CBP agents in search of an individual who was ordered removed by an immigration judge reportedly requested government-issued identification from every single passenger on board a domestic flight from San Francisco before they deplaned in New York. A CBP spokesperson said that officers were assisting Immigration and Customs Enforcement (ICE) and added that it’s common for them to assist law enforcement partners in various ways.

A French Holocaust historian who was en route to talk at Texas A&M University tweeted over the weekend that he was detained for 10 hours by an “inexperienced” officer who thought he was entering the country on the wrong visa.

And American Olympian Ibtihaj Muhammad, a Muslim, told Pop Sugar that she had been held at a U.S. airport for two hours in December.

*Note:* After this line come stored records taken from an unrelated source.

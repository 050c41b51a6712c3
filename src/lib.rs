//! Cirrus Library
//!
//! Core modules for the Cirrus music daemon.

pub mod catalogue;
pub mod command_list;
pub mod config;
pub mod content;
pub mod daemon;
pub mod error;
pub mod model;
pub mod players;
pub mod playlist;
pub mod protocol;
pub mod session;
pub mod store;
pub mod tokenizer;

Their experiences aren’t entirely unique, however. In the aftermath of the 9/11 terrorist attacks, there were reports of people being detained because they were from predominantly Muslim nations.

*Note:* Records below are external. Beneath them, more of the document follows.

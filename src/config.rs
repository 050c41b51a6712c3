use anyhow::Result;
use serde::{Deserialize, Serialize};
use std::path::PathBuf;

/// Main daemon configuration
#[derive(Debug, Clone, Serialize, Deserialize)]
pub struct Config {
    // Network
    pub listen_address: String,

    // Catalogue
    pub catalogue_url: String,
    pub access_token: String,
    pub device_id: String,

    // Content
    pub db_path: String,
    pub cache_capacity: usize,

    // Playback
    pub player: String,

    // Meta
    pub log_level: String,
}

impl Default for Config {
    fn default() -> Self {
        Self {
            listen_address: "127.0.0.1:6600".to_string(),
            catalogue_url: "http://localhost:9000".to_string(),
            access_token: "".to_string(),
            device_id: "cirrus".to_string(),
            db_path: dirs::data_dir()
                .unwrap_or_default()
                .join("cirrus/catalogue.db")
                .to_string_lossy()
                .to_string(),
            cache_capacity: 1000,
            player: "rodio".to_string(),
            log_level: "INFO".to_string(),
        }
    }
}

impl Config {
    /// Load config from file, or create default
    pub fn load() -> Result<Self> {
        let config_path = config_path();

        if config_path.exists() {
            let content = std::fs::read_to_string(&config_path)?;
            match serde_json::from_str(&content) {
                Ok(config) => Ok(config),
                Err(e) => {
                    // Graceful degradation: log warning and use defaults
                    tracing::warn!("⚠️ Config file corrupted or invalid, using defaults: {}", e);
                    // Backup corrupt file for debugging
                    let backup_path = config_path.with_extension("json.corrupt");
                    let _ = std::fs::rename(&config_path, &backup_path);
                    Ok(Self::default())
                }
            }
        } else {
            Ok(Self::default())
        }
    }

    /// Save config to file
    pub fn save(&self) -> Result<()> {
        let config_path = config_path();

        if let Some(parent) = config_path.parent() {
            std::fs::create_dir_all(parent)?;
        }

        let content = serde_json::to_string_pretty(self)?;
        std::fs::write(&config_path, content)?;
        Ok(())
    }
}

pub fn config_path() -> PathBuf {
    dirs::config_dir()
        .unwrap_or_else(|| PathBuf::from("."))
        .join("cirrus")
        .join("config.json")
}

But Rick Su, a professor at the University at Buffalo School of Law who specializes in immigration, said he believes agents are stepping up their behavior.

“The undercurrents have always been there, but what we’re now starting to see is an escalation, an unshackling of what ICE and CBP have always wanted to be,” he said.

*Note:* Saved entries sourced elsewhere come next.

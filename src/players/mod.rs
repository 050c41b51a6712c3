//! Playback Boundary
//!
//! The capability the daemon needs from an audio backend: start a stream
//! URL, pause, stop, report state and position, and notify end-of-stream.
//! Backends push [`PlayerEvent`]s over a channel handed out at
//! construction; the daemon's autoplay task consumes them.

use crate::error::CirrusResult;
use async_trait::async_trait;
use std::sync::Arc;
use std::time::Duration;
use tokio::sync::mpsc::UnboundedReceiver;
use tracing::warn;

pub mod null;
pub mod rodio;

pub use self::null::NullPlayer;
pub use self::rodio::RodioPlayer;

/// Transport state as the protocol reports it. Paused playback reports
/// `Stopped`, matching the reference daemon.
#[derive(Debug, Clone, Copy, PartialEq, Eq)]
pub enum PlayerState {
    Playing,
    Stopped,
}

/// Asynchronous notifications from the audio backend.
#[derive(Debug, Clone, Copy, PartialEq, Eq)]
pub enum PlayerEvent {
    EndOfStream,
}

#[async_trait]
pub trait AudioPlayer: Send + Sync {
    /// Start playing the given stream URL, replacing whatever was playing.
    async fn play(&self, url: &str) -> CirrusResult<()>;

    /// Pause if playing; no-op otherwise.
    async fn pause(&self);

    /// Stop playback and drop the current stream.
    async fn stop(&self);

    async fn state(&self) -> PlayerState;

    /// Elapsed time within the current stream.
    async fn position(&self) -> Duration;
}

/// Build the audio backend named in the configuration. Falls back to the
/// no-op player when the audio device cannot be opened, so a headless host
/// still serves the protocol.
pub fn get_player(
    backend: &str,
) -> (Arc<dyn AudioPlayer>, UnboundedReceiver<PlayerEvent>) {
    match backend.to_lowercase().as_str() {
        "null" | "none" => {
            let (player, events) = NullPlayer::new();
            (Arc::new(player), events)
        }
        _ => match RodioPlayer::new() {
            Ok((player, events)) => (Arc::new(player), events),
            Err(e) => {
                warn!("audio output unavailable ({}), using null player", e);
                let (player, events) = NullPlayer::new();
                (Arc::new(player), events)
            }
        },
    }
}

Abed Ayoub, legal and policy director at the American-Arab Anti-Discrimination Committee, said his group is hearing about more incidents of CBP taking cellphones, looking through apps and questioning people about religion and faith.

Su said it is difficult not to link the behavior to Trump given the reports and the endorsements of Trump by unions representing border patrol agents and Immigration and Customs Enforcement.

He said that with Trump, “they saw someone who … wants to return power back to law enforcement and believes that there’s been too much supervision.”

Legal experts maintain that immigration officers generally have broad discretion to question, search and detain travelers in an effort to protect national security.

CBP, which cannot discuss individual cases due to privacy laws, says it has not implemented any new policies regarding domestic flights or arrivals and continues to follow the law while treating all passengers with respect.

“CBP officers strive to treat all people arriving in the country with dignity and respect. CBP does not discriminate based on religion, race, ethnicity or sexual orientation,” a spokesperson said in a statement.

“The Immigration and Nationality Act … lists more than 60 grounds of inadmissibility divided into several major categories, including health-related grounds, criminality, security reasons, public charge, labor certification, illegal entrants and immigration violations, documentation requirements, and miscellaneous grounds.”

With Trump in their corner, though, Su says officers may feel more inspired to crack down on immigration — even in the absence of a federal travel ban policy.

“If there’s an implicit message [from the White House], it’s we’ll stand behind you whatever you do,” Su said. “It’s less them trying to carry out some policy, and more them feeling emboldened to do what they feel they need to do.”